··· SUPPLIED ENTRIES
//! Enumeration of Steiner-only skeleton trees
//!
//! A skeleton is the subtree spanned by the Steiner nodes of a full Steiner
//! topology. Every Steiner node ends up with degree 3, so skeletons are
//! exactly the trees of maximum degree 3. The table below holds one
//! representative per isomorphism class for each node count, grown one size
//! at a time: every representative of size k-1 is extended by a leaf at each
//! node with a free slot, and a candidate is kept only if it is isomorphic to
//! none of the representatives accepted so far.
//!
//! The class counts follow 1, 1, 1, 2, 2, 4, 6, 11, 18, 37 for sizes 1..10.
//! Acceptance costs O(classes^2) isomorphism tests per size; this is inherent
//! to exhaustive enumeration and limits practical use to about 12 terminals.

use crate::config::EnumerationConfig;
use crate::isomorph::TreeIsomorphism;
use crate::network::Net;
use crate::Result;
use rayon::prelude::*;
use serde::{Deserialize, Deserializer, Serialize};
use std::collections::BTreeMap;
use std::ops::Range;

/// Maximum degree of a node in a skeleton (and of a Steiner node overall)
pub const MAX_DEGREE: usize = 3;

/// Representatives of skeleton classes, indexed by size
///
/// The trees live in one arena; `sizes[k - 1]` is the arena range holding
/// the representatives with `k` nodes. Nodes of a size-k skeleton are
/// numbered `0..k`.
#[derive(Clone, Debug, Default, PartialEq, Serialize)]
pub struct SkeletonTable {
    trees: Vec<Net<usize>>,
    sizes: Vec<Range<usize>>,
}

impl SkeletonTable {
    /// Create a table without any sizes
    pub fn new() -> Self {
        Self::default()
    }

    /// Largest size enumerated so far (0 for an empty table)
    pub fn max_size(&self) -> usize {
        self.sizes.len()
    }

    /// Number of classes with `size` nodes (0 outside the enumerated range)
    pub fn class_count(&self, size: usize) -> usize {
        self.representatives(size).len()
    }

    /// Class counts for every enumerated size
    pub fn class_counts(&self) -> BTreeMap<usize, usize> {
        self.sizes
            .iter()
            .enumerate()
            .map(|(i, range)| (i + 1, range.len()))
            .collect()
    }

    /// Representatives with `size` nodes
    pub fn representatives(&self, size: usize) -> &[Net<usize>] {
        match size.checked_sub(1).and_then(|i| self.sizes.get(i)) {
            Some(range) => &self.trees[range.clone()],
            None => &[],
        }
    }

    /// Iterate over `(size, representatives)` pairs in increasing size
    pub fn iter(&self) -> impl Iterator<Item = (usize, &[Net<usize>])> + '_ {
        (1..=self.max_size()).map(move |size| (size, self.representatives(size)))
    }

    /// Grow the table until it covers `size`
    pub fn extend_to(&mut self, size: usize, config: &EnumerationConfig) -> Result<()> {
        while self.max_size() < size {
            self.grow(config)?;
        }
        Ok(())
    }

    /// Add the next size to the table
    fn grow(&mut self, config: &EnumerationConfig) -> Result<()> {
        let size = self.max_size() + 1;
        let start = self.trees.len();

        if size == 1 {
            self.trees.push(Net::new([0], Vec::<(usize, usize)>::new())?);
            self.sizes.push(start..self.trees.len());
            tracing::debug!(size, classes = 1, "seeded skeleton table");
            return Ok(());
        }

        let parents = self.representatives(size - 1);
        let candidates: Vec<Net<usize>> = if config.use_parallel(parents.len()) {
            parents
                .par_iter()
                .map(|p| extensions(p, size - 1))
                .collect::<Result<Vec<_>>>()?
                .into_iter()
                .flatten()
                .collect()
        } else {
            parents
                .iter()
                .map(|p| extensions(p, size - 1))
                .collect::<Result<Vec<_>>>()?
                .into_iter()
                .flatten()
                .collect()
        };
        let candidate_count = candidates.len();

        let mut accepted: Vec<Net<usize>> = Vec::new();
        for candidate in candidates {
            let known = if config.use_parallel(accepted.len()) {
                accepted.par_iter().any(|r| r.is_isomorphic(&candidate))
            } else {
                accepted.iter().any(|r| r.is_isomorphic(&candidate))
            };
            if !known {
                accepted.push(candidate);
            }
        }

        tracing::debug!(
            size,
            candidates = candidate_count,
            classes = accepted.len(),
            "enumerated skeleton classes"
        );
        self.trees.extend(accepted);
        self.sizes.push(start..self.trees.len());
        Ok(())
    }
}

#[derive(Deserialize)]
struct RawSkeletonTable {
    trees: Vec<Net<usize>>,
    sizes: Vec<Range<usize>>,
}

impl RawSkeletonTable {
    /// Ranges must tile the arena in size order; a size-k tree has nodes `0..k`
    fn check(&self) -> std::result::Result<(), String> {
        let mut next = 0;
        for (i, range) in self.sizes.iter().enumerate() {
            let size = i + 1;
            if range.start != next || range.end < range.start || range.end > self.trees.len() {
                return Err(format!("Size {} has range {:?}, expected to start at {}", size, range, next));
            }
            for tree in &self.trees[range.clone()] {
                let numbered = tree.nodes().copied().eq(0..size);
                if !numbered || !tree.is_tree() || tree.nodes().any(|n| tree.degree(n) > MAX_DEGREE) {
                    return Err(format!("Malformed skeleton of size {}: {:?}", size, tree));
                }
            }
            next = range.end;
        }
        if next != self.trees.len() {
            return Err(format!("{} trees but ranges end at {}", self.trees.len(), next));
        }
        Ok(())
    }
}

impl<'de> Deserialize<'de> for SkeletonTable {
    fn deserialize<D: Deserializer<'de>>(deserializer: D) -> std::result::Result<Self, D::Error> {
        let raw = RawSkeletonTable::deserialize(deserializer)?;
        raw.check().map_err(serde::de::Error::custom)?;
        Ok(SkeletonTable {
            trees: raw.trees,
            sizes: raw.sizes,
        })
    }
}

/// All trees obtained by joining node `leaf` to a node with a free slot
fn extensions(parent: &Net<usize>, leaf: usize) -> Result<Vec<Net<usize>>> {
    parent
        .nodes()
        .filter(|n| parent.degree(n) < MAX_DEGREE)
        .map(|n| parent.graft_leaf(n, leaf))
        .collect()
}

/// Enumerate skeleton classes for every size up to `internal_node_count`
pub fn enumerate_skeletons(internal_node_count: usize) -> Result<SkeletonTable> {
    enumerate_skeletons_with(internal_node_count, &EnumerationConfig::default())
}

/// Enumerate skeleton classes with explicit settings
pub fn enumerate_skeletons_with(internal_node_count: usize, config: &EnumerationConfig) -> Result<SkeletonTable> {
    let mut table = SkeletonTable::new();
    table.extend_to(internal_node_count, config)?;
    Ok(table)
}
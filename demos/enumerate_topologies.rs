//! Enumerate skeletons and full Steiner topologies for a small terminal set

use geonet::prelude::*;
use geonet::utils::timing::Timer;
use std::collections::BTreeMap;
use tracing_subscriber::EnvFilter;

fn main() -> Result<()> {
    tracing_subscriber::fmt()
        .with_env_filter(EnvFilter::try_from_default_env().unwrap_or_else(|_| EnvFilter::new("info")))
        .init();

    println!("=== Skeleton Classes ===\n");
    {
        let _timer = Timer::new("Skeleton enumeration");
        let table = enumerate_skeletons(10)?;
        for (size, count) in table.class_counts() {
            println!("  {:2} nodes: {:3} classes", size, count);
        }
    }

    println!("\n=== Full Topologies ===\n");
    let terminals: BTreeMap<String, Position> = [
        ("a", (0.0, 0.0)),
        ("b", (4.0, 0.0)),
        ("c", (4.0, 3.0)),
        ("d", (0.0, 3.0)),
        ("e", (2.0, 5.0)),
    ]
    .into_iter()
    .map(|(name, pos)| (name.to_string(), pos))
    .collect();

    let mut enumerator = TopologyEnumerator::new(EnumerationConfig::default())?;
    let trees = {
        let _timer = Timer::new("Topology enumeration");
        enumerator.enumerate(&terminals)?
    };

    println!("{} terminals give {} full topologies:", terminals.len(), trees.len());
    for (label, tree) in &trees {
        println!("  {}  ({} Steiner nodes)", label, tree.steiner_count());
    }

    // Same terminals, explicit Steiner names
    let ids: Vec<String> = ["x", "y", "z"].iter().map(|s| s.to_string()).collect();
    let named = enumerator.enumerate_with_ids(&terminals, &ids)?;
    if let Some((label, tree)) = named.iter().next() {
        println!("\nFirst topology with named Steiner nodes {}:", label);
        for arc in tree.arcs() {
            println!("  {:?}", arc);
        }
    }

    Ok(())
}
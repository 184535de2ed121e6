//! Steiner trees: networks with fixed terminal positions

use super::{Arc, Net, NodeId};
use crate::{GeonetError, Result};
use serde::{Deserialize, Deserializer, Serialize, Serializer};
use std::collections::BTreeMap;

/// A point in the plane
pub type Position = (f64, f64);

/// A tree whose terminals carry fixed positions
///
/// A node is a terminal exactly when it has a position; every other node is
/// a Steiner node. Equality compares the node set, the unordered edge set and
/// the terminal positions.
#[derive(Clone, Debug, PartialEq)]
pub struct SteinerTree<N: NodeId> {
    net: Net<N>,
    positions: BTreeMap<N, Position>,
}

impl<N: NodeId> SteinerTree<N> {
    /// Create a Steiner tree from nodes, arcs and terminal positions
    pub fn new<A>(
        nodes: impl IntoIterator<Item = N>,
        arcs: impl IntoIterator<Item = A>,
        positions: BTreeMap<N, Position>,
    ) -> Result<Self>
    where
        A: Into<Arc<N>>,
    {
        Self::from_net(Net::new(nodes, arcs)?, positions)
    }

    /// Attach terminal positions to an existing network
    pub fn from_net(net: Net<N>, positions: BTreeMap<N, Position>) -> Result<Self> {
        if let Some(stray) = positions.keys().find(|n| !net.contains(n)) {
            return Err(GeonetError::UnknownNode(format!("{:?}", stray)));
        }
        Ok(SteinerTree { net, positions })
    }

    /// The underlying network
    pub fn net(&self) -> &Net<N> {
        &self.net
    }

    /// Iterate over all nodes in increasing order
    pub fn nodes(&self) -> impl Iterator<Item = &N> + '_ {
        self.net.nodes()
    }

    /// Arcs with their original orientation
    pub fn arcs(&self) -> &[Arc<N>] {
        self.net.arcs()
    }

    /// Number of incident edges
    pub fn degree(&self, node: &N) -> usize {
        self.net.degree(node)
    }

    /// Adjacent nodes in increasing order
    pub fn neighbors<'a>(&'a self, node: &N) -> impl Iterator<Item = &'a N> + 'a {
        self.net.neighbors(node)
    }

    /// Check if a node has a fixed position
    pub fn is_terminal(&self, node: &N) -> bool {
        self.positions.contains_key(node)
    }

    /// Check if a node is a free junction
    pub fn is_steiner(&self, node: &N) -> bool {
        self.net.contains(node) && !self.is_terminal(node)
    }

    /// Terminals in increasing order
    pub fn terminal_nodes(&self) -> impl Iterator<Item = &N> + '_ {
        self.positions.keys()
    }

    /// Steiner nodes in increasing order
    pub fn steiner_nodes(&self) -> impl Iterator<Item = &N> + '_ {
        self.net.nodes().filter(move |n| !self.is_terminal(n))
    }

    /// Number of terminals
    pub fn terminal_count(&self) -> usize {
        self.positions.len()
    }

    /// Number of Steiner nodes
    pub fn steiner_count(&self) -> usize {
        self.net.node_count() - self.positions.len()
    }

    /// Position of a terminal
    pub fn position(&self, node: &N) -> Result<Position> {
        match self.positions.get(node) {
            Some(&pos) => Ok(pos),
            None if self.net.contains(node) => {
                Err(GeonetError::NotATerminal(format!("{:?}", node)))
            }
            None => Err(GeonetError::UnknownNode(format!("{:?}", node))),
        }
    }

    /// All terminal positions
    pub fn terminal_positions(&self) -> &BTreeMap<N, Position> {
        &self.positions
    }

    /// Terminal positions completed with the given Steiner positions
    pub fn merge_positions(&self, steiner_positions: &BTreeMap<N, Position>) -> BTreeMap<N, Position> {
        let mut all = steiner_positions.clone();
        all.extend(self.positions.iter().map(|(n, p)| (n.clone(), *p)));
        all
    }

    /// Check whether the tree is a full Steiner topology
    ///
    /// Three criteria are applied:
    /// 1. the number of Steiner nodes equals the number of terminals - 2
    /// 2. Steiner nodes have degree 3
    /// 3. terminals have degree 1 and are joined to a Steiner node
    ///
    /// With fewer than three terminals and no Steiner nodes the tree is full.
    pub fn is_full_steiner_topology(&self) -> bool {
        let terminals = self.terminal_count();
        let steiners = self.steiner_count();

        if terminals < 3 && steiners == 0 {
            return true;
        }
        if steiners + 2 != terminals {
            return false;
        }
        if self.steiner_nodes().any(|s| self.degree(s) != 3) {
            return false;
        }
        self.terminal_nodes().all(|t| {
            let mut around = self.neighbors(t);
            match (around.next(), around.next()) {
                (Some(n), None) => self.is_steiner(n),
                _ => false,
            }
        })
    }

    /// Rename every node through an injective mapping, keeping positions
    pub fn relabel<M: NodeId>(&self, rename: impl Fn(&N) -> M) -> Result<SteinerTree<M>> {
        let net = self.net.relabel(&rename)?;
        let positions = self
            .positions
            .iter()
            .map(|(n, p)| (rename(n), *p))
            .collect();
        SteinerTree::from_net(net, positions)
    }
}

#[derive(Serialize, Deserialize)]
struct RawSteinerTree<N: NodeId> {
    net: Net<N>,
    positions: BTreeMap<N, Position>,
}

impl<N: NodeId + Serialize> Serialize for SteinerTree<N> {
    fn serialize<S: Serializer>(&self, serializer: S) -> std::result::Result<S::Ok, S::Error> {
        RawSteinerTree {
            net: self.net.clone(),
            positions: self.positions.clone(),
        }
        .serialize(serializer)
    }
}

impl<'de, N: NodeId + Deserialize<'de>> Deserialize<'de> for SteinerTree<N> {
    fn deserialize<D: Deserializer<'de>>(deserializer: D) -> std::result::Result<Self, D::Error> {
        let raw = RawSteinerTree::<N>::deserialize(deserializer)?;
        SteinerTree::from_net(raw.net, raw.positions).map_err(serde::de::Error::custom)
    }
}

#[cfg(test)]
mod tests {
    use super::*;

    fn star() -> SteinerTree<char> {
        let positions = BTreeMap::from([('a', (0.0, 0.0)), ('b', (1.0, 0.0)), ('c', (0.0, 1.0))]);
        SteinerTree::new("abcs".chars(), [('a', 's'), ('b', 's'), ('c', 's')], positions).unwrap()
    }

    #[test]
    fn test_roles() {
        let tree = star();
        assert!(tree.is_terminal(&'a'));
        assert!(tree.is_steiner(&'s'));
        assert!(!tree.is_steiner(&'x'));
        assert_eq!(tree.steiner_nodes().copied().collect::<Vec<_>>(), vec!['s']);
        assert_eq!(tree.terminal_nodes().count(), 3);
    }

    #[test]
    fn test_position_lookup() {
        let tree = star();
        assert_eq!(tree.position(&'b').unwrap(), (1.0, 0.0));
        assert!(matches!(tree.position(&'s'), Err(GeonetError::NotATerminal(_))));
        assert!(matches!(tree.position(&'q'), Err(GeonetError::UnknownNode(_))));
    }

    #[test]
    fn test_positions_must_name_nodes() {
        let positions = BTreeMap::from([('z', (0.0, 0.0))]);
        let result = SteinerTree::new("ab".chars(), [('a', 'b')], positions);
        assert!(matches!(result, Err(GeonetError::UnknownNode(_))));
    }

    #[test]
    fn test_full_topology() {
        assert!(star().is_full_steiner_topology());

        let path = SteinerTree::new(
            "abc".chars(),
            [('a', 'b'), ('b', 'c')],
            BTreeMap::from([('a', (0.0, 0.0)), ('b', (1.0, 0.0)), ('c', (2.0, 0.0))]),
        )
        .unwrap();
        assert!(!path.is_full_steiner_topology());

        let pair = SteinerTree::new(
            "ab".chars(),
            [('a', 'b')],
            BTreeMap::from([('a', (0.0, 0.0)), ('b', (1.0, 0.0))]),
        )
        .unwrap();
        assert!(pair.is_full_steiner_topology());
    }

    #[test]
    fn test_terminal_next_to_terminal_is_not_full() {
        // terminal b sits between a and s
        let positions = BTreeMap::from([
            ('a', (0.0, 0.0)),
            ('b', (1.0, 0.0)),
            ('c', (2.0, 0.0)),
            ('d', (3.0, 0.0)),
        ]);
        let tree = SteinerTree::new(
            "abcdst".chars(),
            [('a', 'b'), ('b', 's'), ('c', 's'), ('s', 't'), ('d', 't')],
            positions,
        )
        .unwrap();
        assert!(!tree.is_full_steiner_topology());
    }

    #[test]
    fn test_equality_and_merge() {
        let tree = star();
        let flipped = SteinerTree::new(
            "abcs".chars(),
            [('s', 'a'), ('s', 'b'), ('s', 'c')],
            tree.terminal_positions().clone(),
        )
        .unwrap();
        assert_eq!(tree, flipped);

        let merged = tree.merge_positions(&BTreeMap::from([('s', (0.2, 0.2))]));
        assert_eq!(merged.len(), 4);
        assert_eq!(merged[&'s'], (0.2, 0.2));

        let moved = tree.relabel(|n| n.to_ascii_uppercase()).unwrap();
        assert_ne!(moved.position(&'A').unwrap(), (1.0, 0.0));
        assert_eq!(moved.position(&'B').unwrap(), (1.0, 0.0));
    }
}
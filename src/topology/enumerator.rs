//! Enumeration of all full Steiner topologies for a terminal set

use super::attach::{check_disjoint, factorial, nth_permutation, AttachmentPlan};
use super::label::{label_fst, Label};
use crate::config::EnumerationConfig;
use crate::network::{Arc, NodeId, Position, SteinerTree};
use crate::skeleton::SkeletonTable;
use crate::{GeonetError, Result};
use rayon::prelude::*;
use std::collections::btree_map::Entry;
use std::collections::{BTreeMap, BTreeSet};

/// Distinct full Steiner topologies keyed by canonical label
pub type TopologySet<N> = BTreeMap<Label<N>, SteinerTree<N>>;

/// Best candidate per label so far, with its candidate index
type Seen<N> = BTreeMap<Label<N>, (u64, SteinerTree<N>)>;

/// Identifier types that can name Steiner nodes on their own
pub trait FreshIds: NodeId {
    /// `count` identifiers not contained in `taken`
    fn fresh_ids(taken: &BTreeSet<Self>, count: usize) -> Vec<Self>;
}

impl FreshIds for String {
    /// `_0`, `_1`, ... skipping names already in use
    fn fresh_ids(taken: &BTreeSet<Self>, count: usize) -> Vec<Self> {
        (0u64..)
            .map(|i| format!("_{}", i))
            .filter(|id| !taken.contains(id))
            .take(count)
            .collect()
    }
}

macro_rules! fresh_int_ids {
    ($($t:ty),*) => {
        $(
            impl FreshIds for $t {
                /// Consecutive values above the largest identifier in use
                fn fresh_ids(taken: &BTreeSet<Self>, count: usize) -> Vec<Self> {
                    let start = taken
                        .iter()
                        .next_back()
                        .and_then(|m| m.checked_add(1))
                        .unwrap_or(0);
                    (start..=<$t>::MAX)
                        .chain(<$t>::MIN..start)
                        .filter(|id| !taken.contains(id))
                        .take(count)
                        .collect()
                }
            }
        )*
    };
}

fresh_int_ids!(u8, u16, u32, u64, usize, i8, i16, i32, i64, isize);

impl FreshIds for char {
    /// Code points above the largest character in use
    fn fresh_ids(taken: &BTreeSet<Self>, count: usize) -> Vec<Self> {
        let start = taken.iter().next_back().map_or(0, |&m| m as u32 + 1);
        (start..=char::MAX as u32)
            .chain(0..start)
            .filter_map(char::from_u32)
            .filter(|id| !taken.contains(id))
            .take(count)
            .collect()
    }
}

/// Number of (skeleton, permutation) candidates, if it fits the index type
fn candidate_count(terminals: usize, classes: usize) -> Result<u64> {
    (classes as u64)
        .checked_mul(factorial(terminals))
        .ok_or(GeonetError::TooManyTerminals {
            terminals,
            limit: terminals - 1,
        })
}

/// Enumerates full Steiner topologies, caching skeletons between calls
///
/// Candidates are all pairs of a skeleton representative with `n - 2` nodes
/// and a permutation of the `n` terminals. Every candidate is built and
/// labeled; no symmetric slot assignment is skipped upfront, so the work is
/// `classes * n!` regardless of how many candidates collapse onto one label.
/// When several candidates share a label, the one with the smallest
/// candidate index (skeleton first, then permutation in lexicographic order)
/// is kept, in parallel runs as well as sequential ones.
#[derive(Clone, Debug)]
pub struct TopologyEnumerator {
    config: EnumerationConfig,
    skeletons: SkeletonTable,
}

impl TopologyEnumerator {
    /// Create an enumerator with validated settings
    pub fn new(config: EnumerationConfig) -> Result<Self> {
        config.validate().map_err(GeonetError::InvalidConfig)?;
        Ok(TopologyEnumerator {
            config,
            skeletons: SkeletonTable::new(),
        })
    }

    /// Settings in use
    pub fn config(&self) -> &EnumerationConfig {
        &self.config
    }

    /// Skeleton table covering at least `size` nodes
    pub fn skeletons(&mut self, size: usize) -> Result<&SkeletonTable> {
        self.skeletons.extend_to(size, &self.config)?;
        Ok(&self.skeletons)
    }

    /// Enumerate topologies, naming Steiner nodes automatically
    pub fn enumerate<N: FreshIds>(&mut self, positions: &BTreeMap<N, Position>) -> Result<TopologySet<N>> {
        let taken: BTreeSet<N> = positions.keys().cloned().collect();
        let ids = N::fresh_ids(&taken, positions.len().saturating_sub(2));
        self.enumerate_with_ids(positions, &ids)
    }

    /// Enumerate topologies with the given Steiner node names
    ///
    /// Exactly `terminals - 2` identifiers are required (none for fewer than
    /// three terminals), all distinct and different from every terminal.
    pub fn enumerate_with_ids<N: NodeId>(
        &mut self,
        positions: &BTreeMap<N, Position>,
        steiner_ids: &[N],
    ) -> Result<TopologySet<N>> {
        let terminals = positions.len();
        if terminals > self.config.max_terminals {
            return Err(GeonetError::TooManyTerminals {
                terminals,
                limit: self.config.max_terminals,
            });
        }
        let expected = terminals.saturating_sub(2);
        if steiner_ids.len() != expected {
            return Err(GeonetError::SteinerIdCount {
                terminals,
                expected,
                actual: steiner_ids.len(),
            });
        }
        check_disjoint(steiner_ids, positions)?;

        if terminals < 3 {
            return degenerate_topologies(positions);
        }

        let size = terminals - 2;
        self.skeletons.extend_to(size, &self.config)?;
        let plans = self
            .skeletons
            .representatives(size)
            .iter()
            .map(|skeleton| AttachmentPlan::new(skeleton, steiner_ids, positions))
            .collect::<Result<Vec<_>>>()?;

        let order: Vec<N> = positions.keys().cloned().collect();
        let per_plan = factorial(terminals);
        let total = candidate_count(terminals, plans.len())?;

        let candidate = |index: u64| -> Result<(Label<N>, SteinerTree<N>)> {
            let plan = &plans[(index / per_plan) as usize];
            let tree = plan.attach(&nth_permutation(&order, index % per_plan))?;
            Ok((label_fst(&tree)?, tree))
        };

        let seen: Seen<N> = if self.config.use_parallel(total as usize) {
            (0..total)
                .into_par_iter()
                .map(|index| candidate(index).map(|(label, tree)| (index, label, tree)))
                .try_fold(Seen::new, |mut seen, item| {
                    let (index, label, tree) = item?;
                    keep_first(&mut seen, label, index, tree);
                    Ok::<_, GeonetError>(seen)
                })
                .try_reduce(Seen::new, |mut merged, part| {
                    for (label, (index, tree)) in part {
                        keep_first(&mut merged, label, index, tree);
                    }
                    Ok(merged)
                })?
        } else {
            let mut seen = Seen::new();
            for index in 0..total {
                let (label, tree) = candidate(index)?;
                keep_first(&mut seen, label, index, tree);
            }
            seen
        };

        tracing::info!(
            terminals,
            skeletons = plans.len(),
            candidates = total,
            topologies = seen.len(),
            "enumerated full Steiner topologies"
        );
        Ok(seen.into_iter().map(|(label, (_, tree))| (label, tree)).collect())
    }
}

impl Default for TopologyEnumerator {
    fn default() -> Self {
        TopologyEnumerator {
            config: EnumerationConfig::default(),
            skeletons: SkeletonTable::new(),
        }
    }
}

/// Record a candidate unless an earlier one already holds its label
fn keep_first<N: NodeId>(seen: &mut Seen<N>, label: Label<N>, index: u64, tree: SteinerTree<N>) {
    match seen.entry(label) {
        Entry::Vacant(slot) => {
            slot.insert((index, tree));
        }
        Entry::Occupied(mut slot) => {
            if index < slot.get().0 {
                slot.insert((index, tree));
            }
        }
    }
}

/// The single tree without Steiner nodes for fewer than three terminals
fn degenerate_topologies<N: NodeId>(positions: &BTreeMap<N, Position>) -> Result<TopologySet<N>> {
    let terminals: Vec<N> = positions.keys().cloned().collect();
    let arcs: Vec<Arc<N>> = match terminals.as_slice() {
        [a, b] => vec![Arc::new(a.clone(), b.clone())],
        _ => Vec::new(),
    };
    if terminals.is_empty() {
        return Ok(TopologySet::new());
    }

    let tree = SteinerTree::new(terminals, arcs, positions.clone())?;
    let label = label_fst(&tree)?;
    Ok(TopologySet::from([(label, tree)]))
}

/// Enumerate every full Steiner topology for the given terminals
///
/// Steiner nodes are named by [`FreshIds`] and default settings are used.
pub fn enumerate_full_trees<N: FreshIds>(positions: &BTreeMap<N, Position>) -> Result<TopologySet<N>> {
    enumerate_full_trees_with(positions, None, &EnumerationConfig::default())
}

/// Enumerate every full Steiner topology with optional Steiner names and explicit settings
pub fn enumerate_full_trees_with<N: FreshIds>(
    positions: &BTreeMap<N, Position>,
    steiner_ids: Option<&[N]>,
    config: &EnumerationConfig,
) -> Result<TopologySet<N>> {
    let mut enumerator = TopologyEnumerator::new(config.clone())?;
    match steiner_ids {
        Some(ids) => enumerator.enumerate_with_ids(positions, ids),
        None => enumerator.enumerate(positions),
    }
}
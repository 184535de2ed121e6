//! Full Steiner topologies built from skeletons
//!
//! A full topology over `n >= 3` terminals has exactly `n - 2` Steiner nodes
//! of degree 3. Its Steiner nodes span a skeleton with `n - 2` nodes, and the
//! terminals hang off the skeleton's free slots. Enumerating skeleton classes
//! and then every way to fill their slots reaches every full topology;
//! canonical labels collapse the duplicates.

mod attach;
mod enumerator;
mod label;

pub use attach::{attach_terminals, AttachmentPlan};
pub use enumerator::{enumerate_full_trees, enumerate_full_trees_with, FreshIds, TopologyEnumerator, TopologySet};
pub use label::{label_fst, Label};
······
*ASSIGNED TASK:*
Take the lines from the top of the data through the one that contains "grown one size" and copy them exactly, leaving out every line after it.

*RESULT OF THE TASK:*
//! Enumeration of Steiner-only skeleton trees
//!
//! A skeleton is the subtree spanned by the Steiner nodes of a full Steiner
//! topology. Every Steiner node ends up with degree 3, so skeletons are
//! exactly the trees of maximum degree 3. The table below holds one
//! representative per isomorphism class for each node count, grown one size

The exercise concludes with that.